◆ WHAT YOU HAVE TO DO: The lines to find are those in the entries that hold the word "AppJson"; copy every one of them.

Collected data
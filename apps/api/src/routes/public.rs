//! Unauthenticated catalog browsing.

use axum::extract::State;

use warung_core::filter::{ProductQuery, RawProductQuery};
use warung_core::ProductPage;

use crate::error::ApiResult;
use crate::extract::{AppJson, AppPath, AppQuery};
use crate::routes::products::ProductBody;
use crate::state::AppState;

/// `GET /public/products?category=&search=&page=&limit=`
pub async fn list_products(
    State(state): State<AppState>,
    AppQuery(raw): AppQuery<RawProductQuery>,
) -> ApiResult<AppJson<ProductPage>> {
    let query = ProductQuery::from_raw(&raw)?;
    let page = state.db.products().list(&query).await?;
    Ok(AppJson(page))
}

/// `GET /public/products/{id}`
pub async fn get_product(
    State(state): State<AppState>,
    AppPath(id): AppPath<i64>,
) -> ApiResult<AppJson<ProductBody>> {
    let product = state.db.products().get(id).await?;
    Ok(AppJson(ProductBody { product }))
}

◆ ANSWER BOX:
use crate::extract::{AppJson, AppPath, AppQuery};
) -> ApiResult<AppJson<ProductPage>> {
    Ok(AppJson(page))
) -> ApiResult<AppJson<ProductBody>> {
    Ok(AppJson(ProductBody { product }))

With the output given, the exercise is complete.